Would you play this game?


Every few days, you are given questions related to topics you are interested in.

For example: Politics => "who will win the 2020 US presidential election?"

Economics => "will the SP500 close above 3500 on July 31, 2020?"

Sports => "who will win the 2020 UEFA champions league finals?"

Etc.

The questions will be indisputably answerable after a certain date. Players can submit their predictions in varying forms such as "yes/no", "Trump", "Trump 30% / Biden 70%", etc. Predictions can be updated until a preset deadline.

Players can wager points and receive payout points for each question. Players will be ranked according to their predictive ability.
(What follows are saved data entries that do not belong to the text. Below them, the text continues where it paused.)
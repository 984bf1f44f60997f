//! Institution-wide vacation model.

use diesel::prelude::*;
use jiff_diesel::{Date, Timestamp};
use uuid::Uuid;

use crate::schema::institution_vacations;
use crate::types::DateRange;

/// Vacation applying to every member of an institution.
#[derive(Debug, Clone, PartialEq, Queryable, Selectable)]
#[diesel(table_name = institution_vacations)]
#[diesel(check_for_backend(diesel::pg::Pg))]
pub struct InstitutionVacation {
    pub id: Uuid,
    pub institution_id: Uuid,
    pub start_date: Date,
    pub end_date: Date,
    pub created_at: Timestamp,
    pub updated_at: Timestamp,
    pub deleted_at: Option<Timestamp>,
}

/// Data for creating a new institution vacation.
#[derive(Debug, Clone, Insertable)]
#[diesel(table_name = institution_vacations)]
#[diesel(check_for_backend(diesel::pg::Pg))]
pub struct NewInstitutionVacation {
    pub institution_id: Uuid,
    pub start_date: Date,
    pub end_date: Date,
}

impl NewInstitutionVacation {
    /// Creates a new vacation covering `range`.
    pub fn new(institution_id: Uuid, range: DateRange) -> Self {
        Self {
            institution_id,
            start_date: range.start_date.into(),
            end_date: range.end_date.into(),
        }
    }
}

/// Data for updating an institution vacation.
#[derive(Debug, Clone, Default, AsChangeset)]
#[diesel(table_name = institution_vacations)]
#[diesel(check_for_backend(diesel::pg::Pg))]
pub struct UpdateInstitutionVacation {
    pub start_date: Option<Date>,
    pub end_date: Option<Date>,
    pub deleted_at: Option<Option<Timestamp>>,
}

impl UpdateInstitutionVacation {
    /// Creates a changeset that moves the vacation to `range`.
    pub fn with_range(range: DateRange) -> Self {
        Self {
            start_date: Some(range.start_date.into()),
            end_date: Some(range.end_date.into()),
            ..Default::default()
        }
    }
}

impl InstitutionVacation {
    /// Returns the covered range.
    pub fn range(&self) -> DateRange {
        DateRange::new(self.start_date.into(), self.end_date.into())
    }
}
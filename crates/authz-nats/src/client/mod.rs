//! NATS client connection management and configuration.

mod nats_client;
mod nats_config;

pub use nats_client::NatsClient;
pub use nats_config::NatsConfig;
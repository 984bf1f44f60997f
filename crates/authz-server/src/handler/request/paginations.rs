//! Offset pagination request type.

use authz_postgres::types::{MAX_LIMIT, OffsetPagination};
use schemars::JsonSchema;
use serde::{Deserialize, Serialize};
use validator::Validate;

/// `?offset=&limit=` of list endpoints.
///
/// Listings always carry the total count so clients can render page numbers
/// without a second request.
#[derive(Debug, Default, Clone, Serialize, Deserialize, JsonSchema, Validate)]
#[serde(rename_all = "camelCase")]
pub struct Pagination {
    /// Rows to skip; `0` when absent.
    #[validate(range(max = 100_000))]
    pub offset: Option<u32>,

    /// Rows to return; `50` when absent.
    #[validate(range(min = 1, max = 1000))]
    pub limit: Option<u32>,
}

impl Pagination {
    pub fn new(offset: u32, limit: u32) -> Self {
        Self {
            offset: Some(offset),
            limit: Some(limit),
        }
    }

    pub fn offset(&self) -> u32 {
        self.offset.unwrap_or_default()
    }

    pub fn limit(&self) -> u32 {
        self.limit.map_or(50, |limit| limit.min(MAX_LIMIT as u32))
    }
}

impl From<Pagination> for OffsetPagination {
    fn from(pagination: Pagination) -> Self {
        Self::new(pagination.limit().into(), pagination.offset().into()).with_count()
    }
}

#[cfg(test)]
mod tests {
    use super::*;

    #[test]
    fn defaults_apply() {
        let pagination = Pagination::default();
        assert_eq!(pagination.offset(), 0);
        assert_eq!(pagination.limit(), 50);

        let query: OffsetPagination = pagination.into();
        assert_eq!(query.limit, 50);
        assert!(query.include_count);
    }

    #[test]
    fn out_of_range_limit_fails_validation() {
        assert!(Pagination::new(0, 5000).validate().is_err());
        assert!(Pagination::new(20, 10).validate().is_ok());
    }
}
//! User repository.

use std::future::Future;

use diesel::dsl::now;
use diesel::prelude::*;
use diesel_async::RunQueryDsl;
use uuid::Uuid;

use crate::model::{NewUser, UpdateUser, User};
use crate::{PgConnection, PgError, PgResult, schema};

/// Repository for user database operations.
pub trait UserRepository {
    /// Creates a new user.
    fn create_user(&mut self, user: NewUser) -> impl Future<Output = PgResult<User>> + Send;

    /// Finds a user by id.
    fn find_user(&mut self, user_id: Uuid) -> impl Future<Output = PgResult<Option<User>>> + Send;

    /// Finds a user by personal identification code.
    fn find_user_by_pic(
        &mut self,
        pic: &str,
    ) -> impl Future<Output = PgResult<Option<User>>> + Send;

    /// Loads the users matching any of the given codes.
    fn find_users_by_pics(
        &mut self,
        pics: &[String],
    ) -> impl Future<Output = PgResult<Vec<User>>> + Send;

    /// Loads users by id.
    fn find_users_by_ids(
        &mut self,
        user_ids: &[Uuid],
    ) -> impl Future<Output = PgResult<Vec<User>>> + Send;

    /// Updates a user's names.
    fn update_user(
        &mut self,
        user_id: Uuid,
        changes: UpdateUser,
    ) -> impl Future<Output = PgResult<User>> + Send;
}

impl UserRepository for PgConnection {
    async fn create_user(&mut self, user: NewUser) -> PgResult<User> {
        use schema::users;

        let user = diesel::insert_into(users::table)
            .values(&user)
            .returning(User::as_returning())
            .get_result(self)
            .await
            .map_err(PgError::from)?;

        Ok(user)
    }

    async fn find_user(&mut self, user_id: Uuid) -> PgResult<Option<User>> {
        use schema::users::dsl::*;

        let user = users
            .filter(id.eq(user_id))
            .filter(deleted_at.is_null())
            .select(User::as_select())
            .first(self)
            .await
            .optional()
            .map_err(PgError::from)?;

        Ok(user)
    }

    async fn find_user_by_pic(&mut self, pic: &str) -> PgResult<Option<User>> {
        use schema::users::dsl::*;

        let user = users
            .filter(personal_identification_code.eq(pic))
            .filter(deleted_at.is_null())
            .select(User::as_select())
            .first(self)
            .await
            .optional()
            .map_err(PgError::from)?;

        Ok(user)
    }

    async fn find_users_by_pics(&mut self, pics: &[String]) -> PgResult<Vec<User>> {
        use schema::users::dsl::*;

        let list = users
            .filter(personal_identification_code.eq_any(pics))
            .filter(deleted_at.is_null())
            .select(User::as_select())
            .load(self)
            .await
            .map_err(PgError::from)?;

        Ok(list)
    }

    async fn find_users_by_ids(&mut self, user_ids: &[Uuid]) -> PgResult<Vec<User>> {
        use schema::users::dsl::*;

        let list = users
            .filter(id.eq_any(user_ids))
            .select(User::as_select())
            .load(self)
            .await
            .map_err(PgError::from)?;

        Ok(list)
    }

    async fn update_user(&mut self, user_id: Uuid, changes: UpdateUser) -> PgResult<User> {
        use schema::users::dsl::*;

        let user = diesel::update(users)
            .filter(id.eq(user_id))
            .filter(deleted_at.is_null())
            .set((&changes, updated_at.eq(now)))
            .returning(User::as_returning())
            .get_result(self)
            .await
            .map_err(PgError::from)?;

        Ok(user)
    }
}
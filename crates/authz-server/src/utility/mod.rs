//! Helpers shared across the crate.

pub mod tracing_targets;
Rewards will be given out every quarter to the best performers in each topic.

Anyone is welcome to play including casual news junkies, hardcore sports fans, and data modelers.

I believe this game can become a fun way to encourage accountability and transparency for predictions.


  👤 Someone Accepted Answer ✓
If players would be able to see how other players predicted, this would be similar to a https://en.wikipedia.org/wiki/Prediction_market, except that it might force all players to partake in all predictions (would it? If not, some players might choose to wait for the few almost sure bets to pass by)

👤 ksaj
It would be an interesting test of group intelligence as well.

Most people here probably would not believe mass will and focus alone can manifest things spontaneously, but an app like this would be pretty definitive on that front. It's also potentially a good hook to get people to try it, and might lend itself easily to gamification that isn't technically a prediction market.


👤 billconan
isn't this prediction market? some did this using block chain and crypto currency.

https://predictioncoins.com/

https://www.augur.net/

https://www.predictious.com/


👤 badRNG
Be advised that betting on elections in the US is illegal.